Queste pagine ci ricordano una semplice verità: il peccato è sociale. Nel regno dell’individualismo, nella sacralizzazione del nostro personale interesse, del nostro egoismo, nello sguardo ristretto che punta al mio ombelico, al mio “io”, dimentichiamo il contesto, non pensiamo di far parte di una comunità umana. Il peccato è sociale. Il peccato che oggi la Chiesa pone al centro dell’attenzione in maniera rinnovata, con forza, si chiama mancanza di responsabilità e attenzione verso gli altri. Verso i nostri fratelli e sorelle in difficoltà e che potremmo aiutare. Vero i figli, le figlie e i nipoti, ai quali dobbiamo consegnare un ambiente dove possano vivere, e non una terra bruciata, desolata e sfruttata da padri, madri, nonni, zii avidi di possesso e di guadagno.
Non si tratta di salvare i migranti in mare oggi o domani e poi basta. Perché ci saranno nuovi migranti, domani o dopodomani.
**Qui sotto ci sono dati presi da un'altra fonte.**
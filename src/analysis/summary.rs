//! Dataset-level statistics.

use super::aggregator::{group_records, GroupKey};
use crate::models::{KpiValue, Record};
use chrono::NaiveDate;
use serde::{Deserialize, Serialize};
use std::collections::HashSet;

/// Share of records belonging to one category or metric.
#[derive(Debug, Clone, PartialEq, Serialize, Deserialize)]
pub struct Breakdown {
    pub name: String,
    pub count: usize,
    pub mean: KpiValue,
}

/// Overview of a record set.
#[derive(Debug, Clone, Default, PartialEq, Serialize, Deserialize)]
pub struct DatasetSummary {
    pub total_records: usize,
    pub distinct_subjects: usize,
    pub first_date: Option<NaiveDate>,
    pub last_date: Option<NaiveDate>,
    /// Records per category, first-seen order.
    pub by_category: Vec<Breakdown>,
    /// Records per metric, first-seen order.
    pub by_metric: Vec<Breakdown>,
}

/// Summarize a record set.
pub fn summarize(records: &[Record]) -> DatasetSummary {
    let breakdown = |key: GroupKey| {
        group_records(records, Some(key))
            .into_iter()
            .map(|(name, members)| Breakdown {
                count: members.len(),
                mean: KpiValue::from_f64(
                    members.iter().map(|r| r.value).sum::<f64>() / members.len() as f64,
                ),
                name,
            })
            .collect::<Vec<_>>()
    };

    DatasetSummary {
        total_records: records.len(),
        distinct_subjects: records
            .iter()
            .map(|r| r.subject_id.as_str())
            .collect::<HashSet<_>>()
            .len(),
        first_date: records.iter().map(|r| r.timestamp).min(),
        last_date: records.iter().map(|r| r.timestamp).max(),
        by_category: breakdown(GroupKey::Category),
        by_metric: breakdown(GroupKey::MetricName),
    }
}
Il flusso della storia va compreso, interpretato, non ignorato. Apriamo gli occhi di fronte alla miopia di una politica che riempie di slogan e vuole semplicemente ignorare “l’altro”. L’altro è un nemico, è straniero, viene a rubare o sottrarci un pezzetto del nostro benessere. No, non è vero: l’altro è una persona in cui specchiarmi e ritrovarmi. Se lo scaccio, allora prendo la rincorsa sulla strada della disumanità. Ma questa – permettetemi di dirlo – è una Olimpiade che non possiamo vincere.
E allora, bene ha fatto l’arcivescovo Corrado a lanciare il suo grido: mettiamo l’umanità al centro. E alla politica, all’economia, alla cultura, ai media: pensiamo certo ai premi letterari estivi, pensiamo agli ori dei successi sportivi, pensiamo ai soldi del Pnrr e a come spenderli. È un dovere. Ma non spegniamo l’umanità dentro di noi. È decisivo, sempre, anche d’estate, salvare persone, costruire strade di solidarietà umana per una società migliore. Guardiamo al futuro costruendo convivenze pacifiche, non rinneghiamo l’ospitalità per un pugno di voti, per un effimero consenso elettorale mentre persone vere muoiono, colpevoli di cercare un futuro migliore – come del resto ciascuno di noi cerca di fare – e ci chiedono aiuto per questo. E noi? Abbiamo la codardia di Caino di rispondere: sono forse io il custode di mio fratello?